Guido Reni vs. Darth Vader – Italienische Künstler übermalen Alte Meister

Von Daniel Thalheim

Emmanuele Taglietti und Riccardo Mayr übermalen Alte Meister. Weil das Restaurieren Alter Meister zu teuer sei, tummeln sich Star-Wars-Figuren in den Bildern von Guido Reni & Co. Diese Aktion war im Januar 2018 Gegenstand eines Beitrags im Südwestrundfunk. Auch das Monopol-Magazin berichtete darüber. Was für den Künstler Riccardo Mayr ein toller Joke ist, lässt Kunsthistoriker und Restauratoren die Fußnägel hochrollen. Aus Alten Meistern wurde zeitgenössische Kunst. Sie wird noch im Februar in der Galerie 30 South in Pasadena gezeigt.

Aus Witz wird Ernst

Die Story klänge wie ein Witz, wenn sie nicht so ernst wäre. Riccardo Mayr ist ein zeitgenössischer Künstler aus Italien. Man könnte meinen, mit seiner Herkunft besäße er eine besondere Sensibilität und Affinität für die Alten Meister Italiens des 17. und 18. Jahrhunderts. Auf dem Landsitz seiner Familie in Ferrara fand er alte Zeichnungen und Gemälde von Franz Kaisermann (1765-1833) und von der „Ferraneser Schule“. Die Schule brachte bedeutende Namen wie Lorenzo Costa (1460-1535) und Dosso Dossi (1489-1542) hervor. Die Ferraneser Schule war ausschließlich im 15. und 16. Jahrhundert prägend, weil sie der Malweise des Malers Cosimo Tura (1430-1495) folgte, besitzt aber auch Ausläufer im 17. und 18. Jahrhundert. In dieser Zeit entstanden die Dachbodenfunde, die nun einigen Staub aufwirbeln. Ein Guido Reni (1575-1642) gehört zweifelsfrei nicht zu dieser Schule. Der Bologneser Maler wurde von Deny Calvaert (1540-1619) und Lodovico Carracci (1555-1619) beeinflusst – Künstler, die ihre Einfüsse einerseits aus der manieristischen Bologneser Schule von Antonio Correggio (1489-1534), Parmigianino (1503-1540) und Pellegrino Tibaldi (1527-1596) sowie andererseits aus Vertretern der venezianischen Schule, u.a. Tizian (1488-1576), Tintoretto (1519-1594) schöpften. Franz Kaisermann sticht in der Sammlung heraus. Der Schweizer wurde v.a. als Landschaftsmaler bekannt, der ab 1797 sich dauerhaft in Neapel niederließ.

Riccardo Mayr, 
Arc of Constantine and Star Destroyer After Franz Kaisermann, 1765-1833, Etchings with hand coloring, 297×422 mm (Copyright: Gallery 30South 2018 / Press)
Riccardo Mayr, 
Arc of Constantine and Star Destroyer After Franz Kaisermann, 1765-1833, Etchings with hand coloring, 297×422 mm (Copyright: Gallery 30South 2018 / Press)

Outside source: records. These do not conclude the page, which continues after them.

//! Request-time error type.

use std::sync::Arc;

use crate::context::CancelledError;
use crate::response::StatusCode;

/// An error produced while serving a single request.
///
/// Carries the status the external status-mapping collaborator should use,
/// an optional human-readable detail, and an optional underlying cause.
/// Handler errors and binding failures are both expressed as `HttpError`;
/// nothing inside the dispatch core converts them to responses.
#[derive(Debug, Clone)]
pub struct HttpError {
    /// Status that a response for this error should carry.
    pub status: StatusCode,
    /// Human-readable detail, if any.
    pub detail: Option<String>,
    source: Option<Arc<dyn std::error::Error + Send + Sync>>,
}

impl HttpError {
    /// Create an error with the given status.
    #[must_use]
    pub fn new(status: StatusCode) -> Self {
        Self {
            status,
            detail: None,
            source: None,
        }
    }

    /// 400 Bad Request.
    #[must_use]
    pub fn bad_request() -> Self {
        Self::new(StatusCode::BAD_REQUEST)
    }

    /// 401 Unauthorized.
    #[must_use]
    pub fn unauthorized() -> Self {
        Self::new(StatusCode::UNAUTHORIZED)
    }

    /// 403 Forbidden.
    #[must_use]
    pub fn forbidden() -> Self {
        Self::new(StatusCode::FORBIDDEN)
    }

    /// 404 Not Found.
    #[must_use]
    pub fn not_found() -> Self {
        Self::new(StatusCode::NOT_FOUND)
    }

    /// 405 Method Not Allowed.
    #[must_use]
    pub fn method_not_allowed() -> Self {
        Self::new(StatusCode::METHOD_NOT_ALLOWED)
    }

    /// 500 Internal Server Error.
    #[must_use]
    pub fn internal() -> Self {
        Self::new(StatusCode::INTERNAL_SERVER_ERROR)
    }

    /// Attach a detail message.
    #[must_use]
    pub fn with_detail(mut self, detail: impl Into<String>) -> Self {
        self.detail = Some(detail.into());
        self
    }

    /// Attach an underlying cause.
    #[must_use]
    pub fn with_source(mut self, source: impl std::error::Error + Send + Sync + 'static) -> Self {
        self.source = Some(Arc::new(source));
        self
    }

    /// The detail message, if any.
    #[must_use]
    pub fn detail(&self) -> Option<&str> {
        self.detail.as_deref()
    }
}

impl std::fmt::Display for HttpError {
    fn fmt(&self, f: &mut std::fmt::Formatter<'_>) -> std::fmt::Result {
        match &self.detail {
            Some(detail) => write!(f, "{}: {detail}", self.status),
            None => write!(f, "{}", self.status),
        }
    }
}

impl std::error::Error for HttpError {
    fn source(&self) -> Option<&(dyn std::error::Error + 'static)> {
        self.source
            .as_deref()
            .map(|err| err as &(dyn std::error::Error + 'static))
    }
}

impl From<CancelledError> for HttpError {
    fn from(err: CancelledError) -> Self {
        Self::new(StatusCode::CLIENT_CLOSED_REQUEST)
            .with_detail("request cancelled")
            .with_source(err)
    }
}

„Weil die Originalbilder in den meisten Fällen nicht professionell gelagert wurden, haben sie über die Jahrhunderte einen Schaden erlitten, dessen Behebungskosten den eigentlichen Wert der Gemälde übersteigen. So werden hier nicht nur klassische Gemälde mit zeitgenössischem Pop gemischt, sondern Fragestellungen zur Konservierung von Kunstwerken werden auch relevant“, meint der Künstler Riccardo Mayr (*1970) zu seiner Idee,  anstatt der in den Sujets tummelnden Gestalten, Star-Wars-Figuren hinein zu malen. Er tat sich mit seinem Kollegen Emanuele Taglietti (*1943) zusammen, um sein Vorhaben umzusetzen.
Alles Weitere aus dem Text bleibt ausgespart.